Provided material Start Marker

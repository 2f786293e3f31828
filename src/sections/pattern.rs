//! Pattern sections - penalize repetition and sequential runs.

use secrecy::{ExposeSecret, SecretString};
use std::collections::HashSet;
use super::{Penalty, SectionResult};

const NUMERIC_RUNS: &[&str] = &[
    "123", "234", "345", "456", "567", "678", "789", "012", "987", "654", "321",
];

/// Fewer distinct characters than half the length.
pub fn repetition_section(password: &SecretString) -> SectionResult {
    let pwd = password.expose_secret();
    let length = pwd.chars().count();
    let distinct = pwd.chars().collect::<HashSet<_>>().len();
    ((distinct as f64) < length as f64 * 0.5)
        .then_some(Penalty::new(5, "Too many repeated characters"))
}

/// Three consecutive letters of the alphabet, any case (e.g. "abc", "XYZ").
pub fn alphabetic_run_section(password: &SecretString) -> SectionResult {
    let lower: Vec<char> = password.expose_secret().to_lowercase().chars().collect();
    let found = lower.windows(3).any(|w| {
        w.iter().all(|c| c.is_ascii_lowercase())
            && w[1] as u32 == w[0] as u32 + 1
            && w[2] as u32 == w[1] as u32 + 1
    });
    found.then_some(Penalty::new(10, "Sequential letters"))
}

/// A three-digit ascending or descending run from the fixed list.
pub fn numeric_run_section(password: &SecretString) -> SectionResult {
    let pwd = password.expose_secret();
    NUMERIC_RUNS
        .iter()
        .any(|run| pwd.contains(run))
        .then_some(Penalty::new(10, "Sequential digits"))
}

Provided material End Marker
Provided material Start Marker

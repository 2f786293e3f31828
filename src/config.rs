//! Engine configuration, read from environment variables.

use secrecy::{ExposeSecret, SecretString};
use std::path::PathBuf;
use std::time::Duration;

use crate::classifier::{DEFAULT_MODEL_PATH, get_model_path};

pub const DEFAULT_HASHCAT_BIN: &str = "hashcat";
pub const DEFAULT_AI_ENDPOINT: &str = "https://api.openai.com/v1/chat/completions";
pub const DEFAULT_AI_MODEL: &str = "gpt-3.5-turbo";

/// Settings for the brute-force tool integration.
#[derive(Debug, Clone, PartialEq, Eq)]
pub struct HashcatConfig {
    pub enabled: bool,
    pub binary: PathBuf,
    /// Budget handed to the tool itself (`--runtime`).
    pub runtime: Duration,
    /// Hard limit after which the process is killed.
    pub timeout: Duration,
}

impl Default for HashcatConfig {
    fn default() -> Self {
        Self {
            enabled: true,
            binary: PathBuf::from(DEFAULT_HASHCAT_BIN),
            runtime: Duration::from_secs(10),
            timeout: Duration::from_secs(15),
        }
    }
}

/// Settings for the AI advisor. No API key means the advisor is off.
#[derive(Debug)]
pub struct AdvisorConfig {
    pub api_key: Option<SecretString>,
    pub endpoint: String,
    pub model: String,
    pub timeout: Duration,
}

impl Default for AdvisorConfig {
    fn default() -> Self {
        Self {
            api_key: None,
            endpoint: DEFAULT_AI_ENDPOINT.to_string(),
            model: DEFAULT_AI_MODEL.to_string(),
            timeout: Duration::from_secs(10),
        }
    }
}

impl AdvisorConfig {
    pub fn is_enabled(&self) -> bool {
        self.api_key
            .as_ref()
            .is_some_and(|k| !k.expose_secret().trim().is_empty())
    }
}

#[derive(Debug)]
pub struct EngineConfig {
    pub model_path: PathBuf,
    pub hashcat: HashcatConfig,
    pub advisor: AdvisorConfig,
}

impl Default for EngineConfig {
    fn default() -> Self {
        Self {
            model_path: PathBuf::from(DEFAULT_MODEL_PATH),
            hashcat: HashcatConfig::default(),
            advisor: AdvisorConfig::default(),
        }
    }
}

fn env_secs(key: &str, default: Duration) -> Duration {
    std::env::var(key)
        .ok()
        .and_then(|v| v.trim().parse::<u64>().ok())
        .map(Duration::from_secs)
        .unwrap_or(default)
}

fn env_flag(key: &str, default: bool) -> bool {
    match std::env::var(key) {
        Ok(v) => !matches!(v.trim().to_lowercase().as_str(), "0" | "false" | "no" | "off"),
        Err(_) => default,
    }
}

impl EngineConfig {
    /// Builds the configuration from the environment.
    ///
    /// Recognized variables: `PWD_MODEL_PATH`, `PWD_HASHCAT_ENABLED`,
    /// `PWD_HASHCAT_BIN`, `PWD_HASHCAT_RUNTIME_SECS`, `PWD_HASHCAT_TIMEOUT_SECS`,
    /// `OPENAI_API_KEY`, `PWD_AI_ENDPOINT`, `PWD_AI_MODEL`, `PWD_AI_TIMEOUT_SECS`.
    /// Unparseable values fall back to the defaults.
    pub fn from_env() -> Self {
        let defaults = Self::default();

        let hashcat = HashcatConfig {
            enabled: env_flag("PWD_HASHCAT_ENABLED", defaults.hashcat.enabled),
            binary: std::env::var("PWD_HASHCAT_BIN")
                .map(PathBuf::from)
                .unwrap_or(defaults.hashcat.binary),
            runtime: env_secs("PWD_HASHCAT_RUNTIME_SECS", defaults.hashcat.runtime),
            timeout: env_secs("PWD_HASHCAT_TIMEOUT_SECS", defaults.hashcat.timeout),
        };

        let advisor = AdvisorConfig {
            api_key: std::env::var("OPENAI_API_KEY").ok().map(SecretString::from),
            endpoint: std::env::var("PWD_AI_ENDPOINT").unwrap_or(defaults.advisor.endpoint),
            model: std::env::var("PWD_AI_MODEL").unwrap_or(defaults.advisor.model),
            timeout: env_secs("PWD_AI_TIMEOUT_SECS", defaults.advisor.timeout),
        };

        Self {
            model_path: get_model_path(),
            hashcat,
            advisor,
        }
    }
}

Provided material End Marker
Provided material Start Marker

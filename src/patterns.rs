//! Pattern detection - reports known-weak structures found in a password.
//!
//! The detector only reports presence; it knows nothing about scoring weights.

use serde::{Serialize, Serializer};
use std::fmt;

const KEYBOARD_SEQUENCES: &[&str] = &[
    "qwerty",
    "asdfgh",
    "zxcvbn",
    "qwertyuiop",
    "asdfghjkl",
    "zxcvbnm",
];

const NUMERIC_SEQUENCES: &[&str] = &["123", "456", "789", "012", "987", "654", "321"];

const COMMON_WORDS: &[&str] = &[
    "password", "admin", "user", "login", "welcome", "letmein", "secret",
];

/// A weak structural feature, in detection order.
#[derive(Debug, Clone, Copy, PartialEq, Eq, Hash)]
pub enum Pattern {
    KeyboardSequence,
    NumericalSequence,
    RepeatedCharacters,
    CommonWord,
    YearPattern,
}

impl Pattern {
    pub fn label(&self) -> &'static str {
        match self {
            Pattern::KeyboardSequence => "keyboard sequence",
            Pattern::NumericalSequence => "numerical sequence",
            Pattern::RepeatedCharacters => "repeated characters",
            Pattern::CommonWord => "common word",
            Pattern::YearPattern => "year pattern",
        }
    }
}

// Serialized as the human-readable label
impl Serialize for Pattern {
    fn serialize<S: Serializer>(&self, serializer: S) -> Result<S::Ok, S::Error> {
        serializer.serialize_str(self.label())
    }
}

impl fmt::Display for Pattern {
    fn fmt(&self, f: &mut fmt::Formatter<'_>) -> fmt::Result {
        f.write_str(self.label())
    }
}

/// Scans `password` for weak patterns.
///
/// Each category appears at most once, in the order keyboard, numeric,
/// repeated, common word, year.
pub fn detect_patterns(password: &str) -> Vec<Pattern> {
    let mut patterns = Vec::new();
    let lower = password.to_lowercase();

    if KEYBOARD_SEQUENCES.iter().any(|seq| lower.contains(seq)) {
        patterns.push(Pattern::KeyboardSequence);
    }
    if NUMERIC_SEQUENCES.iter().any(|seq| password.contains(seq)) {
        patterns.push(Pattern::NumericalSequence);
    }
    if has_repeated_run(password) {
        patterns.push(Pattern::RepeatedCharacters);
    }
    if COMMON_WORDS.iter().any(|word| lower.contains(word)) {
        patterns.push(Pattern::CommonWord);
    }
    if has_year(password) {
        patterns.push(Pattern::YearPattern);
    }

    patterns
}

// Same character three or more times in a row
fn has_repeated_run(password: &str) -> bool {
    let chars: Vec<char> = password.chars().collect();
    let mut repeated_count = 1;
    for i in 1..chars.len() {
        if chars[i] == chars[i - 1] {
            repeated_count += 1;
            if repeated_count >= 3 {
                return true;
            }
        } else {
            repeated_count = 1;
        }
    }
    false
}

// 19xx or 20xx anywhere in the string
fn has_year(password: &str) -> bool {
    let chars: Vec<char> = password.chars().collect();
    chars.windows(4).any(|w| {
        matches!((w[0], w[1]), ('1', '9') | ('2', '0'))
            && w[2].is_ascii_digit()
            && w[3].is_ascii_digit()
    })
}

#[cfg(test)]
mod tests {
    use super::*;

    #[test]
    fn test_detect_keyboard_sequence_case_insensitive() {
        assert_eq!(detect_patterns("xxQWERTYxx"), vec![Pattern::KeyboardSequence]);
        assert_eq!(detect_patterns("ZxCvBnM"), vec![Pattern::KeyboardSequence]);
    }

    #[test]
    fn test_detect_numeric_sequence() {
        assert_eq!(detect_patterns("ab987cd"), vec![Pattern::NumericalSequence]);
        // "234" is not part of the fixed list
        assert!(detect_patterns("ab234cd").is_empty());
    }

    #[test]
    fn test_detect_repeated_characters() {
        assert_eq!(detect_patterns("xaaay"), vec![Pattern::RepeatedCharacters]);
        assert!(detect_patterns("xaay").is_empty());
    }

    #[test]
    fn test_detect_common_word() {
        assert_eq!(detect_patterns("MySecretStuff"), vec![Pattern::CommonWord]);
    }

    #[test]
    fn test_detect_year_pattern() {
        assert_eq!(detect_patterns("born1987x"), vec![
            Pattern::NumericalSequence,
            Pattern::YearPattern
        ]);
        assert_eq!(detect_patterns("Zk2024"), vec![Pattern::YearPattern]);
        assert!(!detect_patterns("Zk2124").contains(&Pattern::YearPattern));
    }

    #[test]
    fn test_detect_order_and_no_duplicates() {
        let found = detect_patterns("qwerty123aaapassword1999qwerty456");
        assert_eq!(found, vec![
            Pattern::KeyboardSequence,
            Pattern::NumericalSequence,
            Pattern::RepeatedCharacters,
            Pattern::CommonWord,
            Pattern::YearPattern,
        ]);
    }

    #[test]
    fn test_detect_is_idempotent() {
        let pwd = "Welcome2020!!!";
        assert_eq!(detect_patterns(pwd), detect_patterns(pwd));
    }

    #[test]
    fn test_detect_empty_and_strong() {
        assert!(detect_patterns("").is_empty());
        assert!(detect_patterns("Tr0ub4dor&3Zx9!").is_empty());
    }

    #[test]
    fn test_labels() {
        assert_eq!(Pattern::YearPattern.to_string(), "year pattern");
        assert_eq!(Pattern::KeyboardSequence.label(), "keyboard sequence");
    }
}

Provided material End Marker

How to complete this task -> Looking at the material above, count the lines where the word "iter" occurs, and answer with that count alone.

Solution to this problem -> 5